#### Instructions to follow:
The response must reproduce exactly every line of the material below holding the word "Serialization".

** Input follows **

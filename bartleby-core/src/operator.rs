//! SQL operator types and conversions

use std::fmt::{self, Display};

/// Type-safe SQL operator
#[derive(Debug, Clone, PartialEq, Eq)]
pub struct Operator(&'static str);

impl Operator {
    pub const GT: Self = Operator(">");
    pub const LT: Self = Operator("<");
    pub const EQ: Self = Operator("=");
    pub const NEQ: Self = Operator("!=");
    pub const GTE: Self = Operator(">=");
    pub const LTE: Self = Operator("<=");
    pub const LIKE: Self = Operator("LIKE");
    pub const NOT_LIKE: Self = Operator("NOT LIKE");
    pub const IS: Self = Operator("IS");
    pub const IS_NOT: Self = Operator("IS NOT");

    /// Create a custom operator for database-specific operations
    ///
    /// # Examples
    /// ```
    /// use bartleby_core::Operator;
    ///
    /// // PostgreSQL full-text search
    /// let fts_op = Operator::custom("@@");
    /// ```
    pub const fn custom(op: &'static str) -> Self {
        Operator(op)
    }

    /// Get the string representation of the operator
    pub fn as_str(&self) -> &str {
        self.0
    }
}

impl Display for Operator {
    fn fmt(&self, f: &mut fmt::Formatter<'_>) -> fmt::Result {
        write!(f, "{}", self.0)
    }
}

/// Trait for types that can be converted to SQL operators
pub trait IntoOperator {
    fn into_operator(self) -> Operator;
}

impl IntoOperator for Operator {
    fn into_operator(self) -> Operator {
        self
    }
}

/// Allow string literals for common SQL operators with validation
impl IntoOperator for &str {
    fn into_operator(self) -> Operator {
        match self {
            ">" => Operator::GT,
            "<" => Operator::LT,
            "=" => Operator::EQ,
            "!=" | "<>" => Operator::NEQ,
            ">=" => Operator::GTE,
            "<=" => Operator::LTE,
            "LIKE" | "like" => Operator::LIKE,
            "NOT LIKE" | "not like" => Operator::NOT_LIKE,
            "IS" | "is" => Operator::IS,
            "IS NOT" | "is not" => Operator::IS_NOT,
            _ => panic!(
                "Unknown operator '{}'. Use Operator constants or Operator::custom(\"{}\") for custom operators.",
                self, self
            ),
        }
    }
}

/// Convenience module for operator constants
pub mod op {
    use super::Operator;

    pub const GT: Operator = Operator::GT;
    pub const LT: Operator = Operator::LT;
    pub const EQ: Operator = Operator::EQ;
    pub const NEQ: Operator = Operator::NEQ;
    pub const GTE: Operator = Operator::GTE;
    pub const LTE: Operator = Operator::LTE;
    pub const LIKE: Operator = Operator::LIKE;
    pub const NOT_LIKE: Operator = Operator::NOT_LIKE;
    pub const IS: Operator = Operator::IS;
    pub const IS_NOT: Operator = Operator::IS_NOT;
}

** End of Input **
** Input follows **

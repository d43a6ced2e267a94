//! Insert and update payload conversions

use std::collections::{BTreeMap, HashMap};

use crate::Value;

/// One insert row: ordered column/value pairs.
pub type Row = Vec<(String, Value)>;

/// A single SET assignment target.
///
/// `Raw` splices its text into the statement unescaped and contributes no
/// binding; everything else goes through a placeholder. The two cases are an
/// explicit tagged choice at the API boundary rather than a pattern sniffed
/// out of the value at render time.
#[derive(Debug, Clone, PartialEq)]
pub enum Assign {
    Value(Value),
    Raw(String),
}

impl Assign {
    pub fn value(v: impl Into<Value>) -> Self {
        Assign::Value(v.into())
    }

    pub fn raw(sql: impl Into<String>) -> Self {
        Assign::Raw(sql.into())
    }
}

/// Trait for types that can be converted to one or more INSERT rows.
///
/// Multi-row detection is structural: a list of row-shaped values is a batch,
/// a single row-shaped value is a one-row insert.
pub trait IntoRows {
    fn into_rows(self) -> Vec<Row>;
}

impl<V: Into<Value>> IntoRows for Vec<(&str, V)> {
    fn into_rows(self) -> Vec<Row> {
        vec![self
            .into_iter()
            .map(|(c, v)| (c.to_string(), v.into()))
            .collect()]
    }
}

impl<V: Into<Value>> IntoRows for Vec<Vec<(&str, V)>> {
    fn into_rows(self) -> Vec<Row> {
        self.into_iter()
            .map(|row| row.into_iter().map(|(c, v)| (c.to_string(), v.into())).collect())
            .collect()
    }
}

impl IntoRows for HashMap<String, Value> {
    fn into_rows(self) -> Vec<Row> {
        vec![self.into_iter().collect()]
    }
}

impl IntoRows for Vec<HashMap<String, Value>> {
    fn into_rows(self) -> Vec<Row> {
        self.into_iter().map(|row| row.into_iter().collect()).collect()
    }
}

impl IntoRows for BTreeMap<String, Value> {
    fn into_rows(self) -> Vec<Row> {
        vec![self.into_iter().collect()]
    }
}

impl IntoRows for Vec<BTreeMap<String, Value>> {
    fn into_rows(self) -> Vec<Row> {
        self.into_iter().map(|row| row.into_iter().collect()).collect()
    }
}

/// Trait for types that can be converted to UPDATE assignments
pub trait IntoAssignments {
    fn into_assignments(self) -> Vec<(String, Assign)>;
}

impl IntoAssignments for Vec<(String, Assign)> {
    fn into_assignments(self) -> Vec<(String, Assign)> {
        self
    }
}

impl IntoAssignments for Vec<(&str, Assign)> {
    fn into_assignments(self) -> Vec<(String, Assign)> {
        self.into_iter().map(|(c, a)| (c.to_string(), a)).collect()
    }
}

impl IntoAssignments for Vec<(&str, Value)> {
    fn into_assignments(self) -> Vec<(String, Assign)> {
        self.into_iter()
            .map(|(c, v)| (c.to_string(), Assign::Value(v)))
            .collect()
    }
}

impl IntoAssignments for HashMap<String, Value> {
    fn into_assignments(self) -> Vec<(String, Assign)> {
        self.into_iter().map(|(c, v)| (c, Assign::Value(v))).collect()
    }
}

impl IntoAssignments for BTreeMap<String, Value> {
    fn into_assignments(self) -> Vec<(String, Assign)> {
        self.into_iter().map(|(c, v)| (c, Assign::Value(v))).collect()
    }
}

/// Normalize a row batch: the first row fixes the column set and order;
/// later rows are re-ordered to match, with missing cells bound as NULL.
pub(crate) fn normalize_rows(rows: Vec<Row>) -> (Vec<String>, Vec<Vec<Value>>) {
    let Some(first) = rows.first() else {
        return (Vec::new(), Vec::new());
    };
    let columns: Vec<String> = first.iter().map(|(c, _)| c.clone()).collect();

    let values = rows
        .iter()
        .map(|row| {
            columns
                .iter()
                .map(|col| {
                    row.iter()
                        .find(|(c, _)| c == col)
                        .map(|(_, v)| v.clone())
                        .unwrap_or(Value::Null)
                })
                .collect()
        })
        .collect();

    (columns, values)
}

** End of Input **
** Input follows **

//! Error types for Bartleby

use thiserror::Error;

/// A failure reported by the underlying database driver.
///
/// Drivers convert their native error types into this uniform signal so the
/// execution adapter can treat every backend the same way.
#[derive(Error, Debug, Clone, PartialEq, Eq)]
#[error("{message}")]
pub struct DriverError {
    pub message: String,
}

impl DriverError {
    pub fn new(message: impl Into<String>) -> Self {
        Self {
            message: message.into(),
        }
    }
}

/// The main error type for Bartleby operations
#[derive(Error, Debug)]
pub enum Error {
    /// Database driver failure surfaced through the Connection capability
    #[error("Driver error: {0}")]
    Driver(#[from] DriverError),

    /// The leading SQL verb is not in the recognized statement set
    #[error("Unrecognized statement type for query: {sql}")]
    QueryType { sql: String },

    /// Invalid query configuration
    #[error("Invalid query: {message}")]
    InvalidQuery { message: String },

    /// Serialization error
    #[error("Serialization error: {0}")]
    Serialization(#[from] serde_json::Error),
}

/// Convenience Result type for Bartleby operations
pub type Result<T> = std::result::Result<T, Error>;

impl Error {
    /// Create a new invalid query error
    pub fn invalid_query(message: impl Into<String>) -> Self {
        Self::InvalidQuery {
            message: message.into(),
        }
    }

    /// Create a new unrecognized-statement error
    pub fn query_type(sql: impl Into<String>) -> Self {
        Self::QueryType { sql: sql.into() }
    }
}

** End of Input **

#### Your response:
    /// Serialization error
    #[error("Serialization error: {0}")]
    Serialization(#[from] serde_json::Error),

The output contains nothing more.